3 Attractive Stocks in BioPharma To Buy
David is a member of The Motley Fool Blog Network -- entries represent the personal opinion of the blogger and are not formally edited.
BioPharma stocks have been through quite a tumultuous period over the last few months. From healthcare reform to patent cliffs and corporate takeovers, their betas have been pretty high of late. Research has shown that riskier, high beta stocks tend to outperform their safer counterparts. But is the reward worth bearing the risk? With this question in mind, I review three healthcare stocks below.
Questcor Pharmaceuticals (NASDAQ: QCOR) Undervalued
After plummeting from around $50 to $17.50, Questcor has started to rise 50% from the 52-week low. This loss--resulting from Aetna's decision to limit coverage to an infant seizure and multiple sclerosis drug--has been overblown. Ladenburg Thalmann even upgraded their rating on the stock to a "buy" from the overreaction and put a price target of $33. With a 9.9x PE multiple, a PEG ratio of 0.3x, a debt-free balance sheet, and excellent free cash flow generation, Questcor's risk/reward is very compelling henceforward.
FCF of $165.8 million for the TTM ending 3Q12 represented a 11.1% yield against the market cap. Some have argued that Cerium Pharmaceuticals's Synacthen poses a threat to Questcor, but the latter's Acthar Gel has exclusivity on treating infantile spasms that lasts until 2017 in addition to other uses. It can treat nephrology and MS, so the cross-over value is substantial. Furthermore, management's introduction of its first-ever share repurchasing program and dividend distribution showcases confidence over the underlying fundamentals.
Investors, however, should closely follow the US government's investigation into Questcor's marketing. As one analyst rightfully noted, we can't quantify the amount of downside a negative finding could hold. The ambiguity in what qualifies as "misleading marketing", however, gives the company strong leeway to protect against a negative finding.
Forest has gained 12.3% for the year to date, but it now trades at 25.3x forward earnings. Analysts rate it closer to a "sell" than "buy", as growth starts to decelerate and even fall. In the second quarter, net profit fell from around $250 million to $21 million. With that said, the business does have some momentum. In the products category, use of Daliresp in pulmonology and primary care is rising with more than 300 thousand physician prescriptions in just 1 year of launch in the United States.

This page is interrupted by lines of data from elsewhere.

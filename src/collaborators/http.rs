//! HTTP clients for the GPU inference service.
//!
//! One service hosts synthesis (`/tts/generate`), rendering
//! (`/avatar/generate`) and `/health`. Speech recognition and the language
//! model may live on separate hosts with the same request/response shape:
//! JSON in, JSON out, `success` plus an optional `error` string.

use super::{Renderer, Responder, SynthesizedAudio, Synthesizer, Transcriber, Transcript};
use crate::error::{LipstreamError, Result};
use crate::job::HistoryTurn;
use async_trait::async_trait;
use serde::de::DeserializeOwned;
use serde::{Deserialize, Serialize};
use std::path::{Path, PathBuf};
use std::time::Duration;

/// Rendering mode understood by the avatar endpoint.
const AVATAR_MODE: &str = "sadtalker";

/// Upper bound on generated response length.
const MAX_NEW_TOKENS: u32 = 256;

/// Map a job language to a code the TTS model accepts.
///
/// Unsupported languages fall back to English rather than failing the chunk.
pub fn tts_language(language: &str) -> &'static str {
    match language.to_ascii_lowercase().as_str() {
        "zh" | "zh-cn" => "zh-cn",
        "es" => "es",
        _ => "en",
    }
}

/// Shared JSON-over-HTTP plumbing.
#[derive(Debug, Clone)]
struct ServiceClient {
    client: reqwest::Client,
    base_url: String,
}

impl ServiceClient {
    fn new(base_url: &str, timeout: Duration) -> Result<Self> {
        let client = reqwest::Client::builder()
            .timeout(timeout)
            .build()
            .map_err(|e| LipstreamError::Other(format!("Failed to build HTTP client: {e}")))?;
        Ok(Self {
            client,
            base_url: base_url.trim_end_matches('/').to_string(),
        })
    }

    fn url(&self, endpoint: &str) -> String {
        format!("{}{}", self.base_url, endpoint)
    }

    fn unavailable(&self, e: reqwest::Error) -> LipstreamError {
        LipstreamError::ServiceUnavailable {
            url: self.base_url.clone(),
            message: e.to_string(),
        }
    }

    /// POST `body` and decode the reply. HTTP-level errors are mapped with
    /// `stage_error`; transport errors become `ServiceUnavailable`.
    async fn post<B, R>(
        &self,
        endpoint: &str,
        body: &B,
        stage_error: fn(String) -> LipstreamError,
    ) -> Result<R>
    where
        B: Serialize + Sync,
        R: DeserializeOwned,
    {
        let url = self.url(endpoint);
        tracing::debug!(%url, "calling service");
        let response = self
            .client
            .post(&url)
            .json(body)
            .send()
            .await
            .map_err(|e| self.unavailable(e))?;

        if !response.status().is_success() {
            return Err(stage_error(format!(
                "{} returned status {}",
                endpoint,
                response.status()
            )));
        }

        response
            .json::<R>()
            .await
            .map_err(|e| stage_error(format!("invalid response from {}: {}", endpoint, e)))
    }
}

fn transcription_error(message: String) -> LipstreamError {
    LipstreamError::Transcription { message }
}

fn response_error(message: String) -> LipstreamError {
    LipstreamError::ResponseGeneration { message }
}

fn synthesis_error(message: String) -> LipstreamError {
    LipstreamError::Synthesis { message }
}

fn render_error(message: String) -> LipstreamError {
    LipstreamError::Render { message }
}

/// Turn a `success: false` reply into the stage's error.
fn require_success(
    success: bool,
    error: Option<String>,
    stage_error: fn(String) -> LipstreamError,
) -> Result<()> {
    if success {
        Ok(())
    } else {
        Err(stage_error(
            error.unwrap_or_else(|| "service reported failure".to_string()),
        ))
    }
}

#[derive(Debug, Serialize)]
struct TtsRequest<'a> {
    text: &'a str,
    language: &'a str,
    speaker_wav: Option<String>,
}

#[derive(Debug, Deserialize)]
struct TtsResponse {
    success: bool,
    audio_path: Option<PathBuf>,
    #[serde(default)]
    duration_s: f64,
    #[serde(default)]
    generation_time_ms: f64,
    error: Option<String>,
}

#[derive(Debug, Serialize)]
struct AvatarRequest<'a> {
    audio_path: String,
    reference_image: String,
    mode: &'a str,
    #[serde(skip_serializing_if = "Option::is_none")]
    enhancer: Option<&'a str>,
}

#[derive(Debug, Deserialize)]
struct AvatarResponse {
    success: bool,
    video_path: Option<PathBuf>,
    error: Option<String>,
}

#[derive(Debug, Serialize)]
struct AsrRequest<'a> {
    audio_path: String,
    language: &'a str,
}

#[derive(Debug, Deserialize)]
struct AsrResponse {
    success: bool,
    #[serde(default)]
    text: String,
    language: Option<String>,
    error: Option<String>,
}

#[derive(Debug, Serialize)]
struct LlmRequest<'a> {
    prompt: &'a str,
    history: &'a [HistoryTurn],
    max_new_tokens: u32,
}

#[derive(Debug, Deserialize)]
struct LlmResponse {
    success: bool,
    #[serde(default)]
    text: String,
    error: Option<String>,
}

/// Reply from `GET /health`.
#[derive(Debug, Clone, PartialEq, Serialize, Deserialize)]
pub struct HealthReport {
    pub status: String,
    #[serde(default)]
    pub device: Option<String>,
    #[serde(default)]
    pub models: ModelStatus,
}

/// Which models the GPU service has loaded.
#[derive(Debug, Clone, Default, PartialEq, Serialize, Deserialize)]
pub struct ModelStatus {
    #[serde(default)]
    pub tts: bool,
    #[serde(default)]
    pub avatar: bool,
}

impl HealthReport {
    pub fn is_healthy(&self) -> bool {
        self.status == "healthy" && self.models.tts && self.models.avatar
    }
}

/// Client for the GPU service: synthesis, rendering and health.
#[derive(Debug, Clone)]
pub struct GpuServiceClient {
    service: ServiceClient,
}

impl GpuServiceClient {
    pub fn new(base_url: &str, timeout: Duration) -> Result<Self> {
        Ok(Self {
            service: ServiceClient::new(base_url, timeout)?,
        })
    }

    pub async fn health(&self) -> Result<HealthReport> {
        let url = self.service.url("/health");
        let response = self
            .service
            .client
            .get(&url)
            .send()
            .await
            .map_err(|e| self.service.unavailable(e))?;

        if !response.status().is_success() {
            return Err(LipstreamError::ServiceUnavailable {
                url,
                message: format!("status {}", response.status()),
            });
        }

        response
            .json::<HealthReport>()
            .await
            .map_err(|e| self.service.unavailable(e))
    }
}

#[async_trait]
impl Synthesizer for GpuServiceClient {
    async fn synthesize(
        &self,
        text: &str,
        voice: Option<&Path>,
        language: &str,
    ) -> Result<SynthesizedAudio> {
        let request = TtsRequest {
            text,
            language: tts_language(language),
            speaker_wav: voice.map(|p| p.display().to_string()),
        };
        let reply: TtsResponse = self
            .service
            .post("/tts/generate", &request, synthesis_error)
            .await?;
        require_success(reply.success, reply.error, synthesis_error)?;

        let path = reply
            .audio_path
            .ok_or_else(|| synthesis_error("response has no audio_path".to_string()))?;
        tracing::debug!(
            path = %path.display(),
            duration_s = reply.duration_s,
            generation_ms = reply.generation_time_ms,
            "speech synthesized"
        );
        Ok(SynthesizedAudio {
            path,
            duration: Duration::from_secs_f64(reply.duration_s.max(0.0)),
        })
    }

    fn name(&self) -> &str {
        "gpu-tts"
    }
}

#[async_trait]
impl Renderer for GpuServiceClient {
    async fn render(&self, audio: &Path, image: &Path) -> Result<PathBuf> {
        let request = AvatarRequest {
            audio_path: audio.display().to_string(),
            reference_image: image.display().to_string(),
            mode: AVATAR_MODE,
            enhancer: None,
        };
        let reply: AvatarResponse = self
            .service
            .post("/avatar/generate", &request, render_error)
            .await?;
        require_success(reply.success, reply.error, render_error)?;

        reply
            .video_path
            .ok_or_else(|| render_error("response has no video_path".to_string()))
    }

    fn name(&self) -> &str {
        "gpu-avatar"
    }
}

/// Speech recognition client.
#[derive(Debug, Clone)]
pub struct HttpTranscriber {
    service: ServiceClient,
}

impl HttpTranscriber {
    pub fn new(base_url: &str, timeout: Duration) -> Result<Self> {
        Ok(Self {
            service: ServiceClient::new(base_url, timeout)?,
        })
    }
}

#[async_trait]
impl Transcriber for HttpTranscriber {
    async fn transcribe(&self, audio: &Path, language: &str) -> Result<Transcript> {
        let request = AsrRequest {
            audio_path: audio.display().to_string(),
            language,
        };
        let reply: AsrResponse = self
            .service
            .post("/asr/transcribe", &request, transcription_error)
            .await?;
        require_success(reply.success, reply.error, transcription_error)?;

        Ok(Transcript {
            text: reply.text.trim().to_string(),
            language: reply.language.unwrap_or_else(|| language.to_string()),
        })
    }

    fn name(&self) -> &str {
        "http-asr"
    }
}

/// Language model client.
#[derive(Debug, Clone)]
pub struct HttpResponder {
    service: ServiceClient,
}

impl HttpResponder {
    pub fn new(base_url: &str, timeout: Duration) -> Result<Self> {
        Ok(Self {
            service: ServiceClient::new(base_url, timeout)?,
        })
    }
}

#[async_trait]
impl Responder for HttpResponder {
    async fn respond(&self, text: &str, history: &[HistoryTurn]) -> Result<String> {
        let request = LlmRequest {
            prompt: text,
            history,
            max_new_tokens: MAX_NEW_TOKENS,
        };
        let reply: LlmResponse = self
            .service
            .post("/llm/generate", &request, response_error)
            .await?;
        require_success(reply.success, reply.error, response_error)?;
        Ok(reply.text.trim().to_string())
    }

    fn name(&self) -> &str {
        "http-llm"
    }
}

#[cfg(test)]
mod tests {
    use super::*;

    #[test]
    fn tts_language_mapping() {
        assert_eq!(tts_language("en"), "en");
        assert_eq!(tts_language("zh"), "zh-cn");
        assert_eq!(tts_language("zh-CN"), "zh-cn");
        assert_eq!(tts_language("es"), "es");
        assert_eq!(tts_language("fr"), "en");
        assert_eq!(tts_language(""), "en");
    }

    #[test]
    fn tts_request_wire_format() {
        let request = TtsRequest {
            text: "Hello there.",
            language: "en",
            speaker_wav: Some("/voices/alice.wav".to_string()),
        };
        assert_eq!(
            serde_json::to_string(&request).unwrap(),
            r#"{"text":"Hello there.","language":"en","speaker_wav":"/voices/alice.wav"}"#
        );
    }

    #[test]
    fn avatar_request_omits_missing_enhancer() {
        let request = AvatarRequest {
            audio_path: "/out/tts.wav".to_string(),
            reference_image: "/img/bruce.jpg".to_string(),
            mode: AVATAR_MODE,
            enhancer: None,
        };
        assert_eq!(
            serde_json::to_string(&request).unwrap(),
            r#"{"audio_path":"/out/tts.wav","reference_image":"/img/bruce.jpg","mode":"sadtalker"}"#
        );
    }

    #[test]
    fn llm_request_carries_history() {
        let history = [HistoryTurn::user("hi"), HistoryTurn::assistant("hello")];
        let request = LlmRequest {
            prompt: "how are you?",
            history: &history,
            max_new_tokens: 64,
        };
        let json = serde_json::to_value(&request).unwrap();
        assert_eq!(json["history"][0]["role"], "user");
        assert_eq!(json["history"][1]["content"], "hello");
        assert_eq!(json["max_new_tokens"], 64);
    }

    #[test]
    fn tts_response_parses_failure() {
        let reply: TtsResponse =
            serde_json::from_str(r#"{"success":false,"error":"CUDA out of memory"}"#).unwrap();
        let err = require_success(reply.success, reply.error, synthesis_error).unwrap_err();
        assert_eq!(
            err.to_string(),
            "Speech synthesis failed: CUDA out of memory"
        );
    }

    #[test]
    fn failure_without_message_gets_generic_text() {
        let err = require_success(false, None, render_error).unwrap_err();
        assert_eq!(
            err.to_string(),
            "Avatar render failed: service reported failure"
        );
    }

    #[test]
    fn health_report_parses() {
        let report: HealthReport = serde_json::from_str(
            r#"{"status":"healthy","device":"cuda","models":{"tts":true,"avatar":true}}"#,
        )
        .unwrap();
        assert!(report.is_healthy());
        assert_eq!(report.device.as_deref(), Some("cuda"));

        let degraded: HealthReport =
            serde_json::from_str(r#"{"status":"healthy","models":{"tts":true}}"#).unwrap();
        assert!(!degraded.is_healthy());
    }

    #[test]
    fn base_url_trailing_slash_is_trimmed() {
        let client = GpuServiceClient::new("http://gpu:8001/", Duration::from_secs(5)).unwrap();
        assert_eq!(client.service.url("/health"), "http://gpu:8001/health");
    }

    #[tokio::test]
    async fn unreachable_service_is_reported() {
        // Port 9 (discard) on localhost is closed in test environments.
        let client = GpuServiceClient::new("http://127.0.0.1:9", Duration::from_secs(2)).unwrap();
        let err = client
            .synthesize("hello", None, "en")
            .await
            .unwrap_err();
        assert!(
            matches!(err, LipstreamError::ServiceUnavailable { .. }),
            "unexpected error: {err}"
        );
    }
}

New prescriptions have risen around 50% since the start of the year, and market share has risen by 70 bps.
If you recall, billionaire activist investor Carl Icahn ran a proxy contest against the firm last year. He attempted, and unfortunately failed, to get the business to itself. But he is now buying more shares--a classic Icahn strategy to gain more leverage against management. With the R&D budget expanding, investors are uncertain, but hopeful, about the future. This is especially true in light of the expiration of Lexapro, which, at its hight, contributed around $2.4 billion to the top-line. Some argue that Icahn is bringing down the stock through his legal battle against the CEO, but I believe this helps his long-term cause, which will create tremendous value for shareholders. From Genzyme to Biogen and ImClone, Icahn has had tremendous success in BioPharma, and I expect him to do the same for Forest.
I encourage investors, however, to diversify in businesses that will benefit from the patent cliff. Although Forest may get some upside from this, the best upside comes for the generic producers. Mylan trades at only 9.6x forward earnings and is rated a "buy" on the Street. Analysts forecast it growing EPS by 11.2% over the next 5 years. Assuming expectations are met, 2016 EPS will come out to $3.81. At a multiple of 13x, this translates to a future stock value of around $50. Discounting backwards by 10% yields a present value of $30.75. This is not an incredible premium to the prevailing price; but, it is factoring in what I believe are low growth assumptions. Mylan has skyrocketed FCF over the years, and this has been underappreciated by analysts. For this reason, I recommend buying on the expectation for positive earnings surprises. Coupling this with an expectation for greater activism at Forest Labs will provide, I believe, strong returns.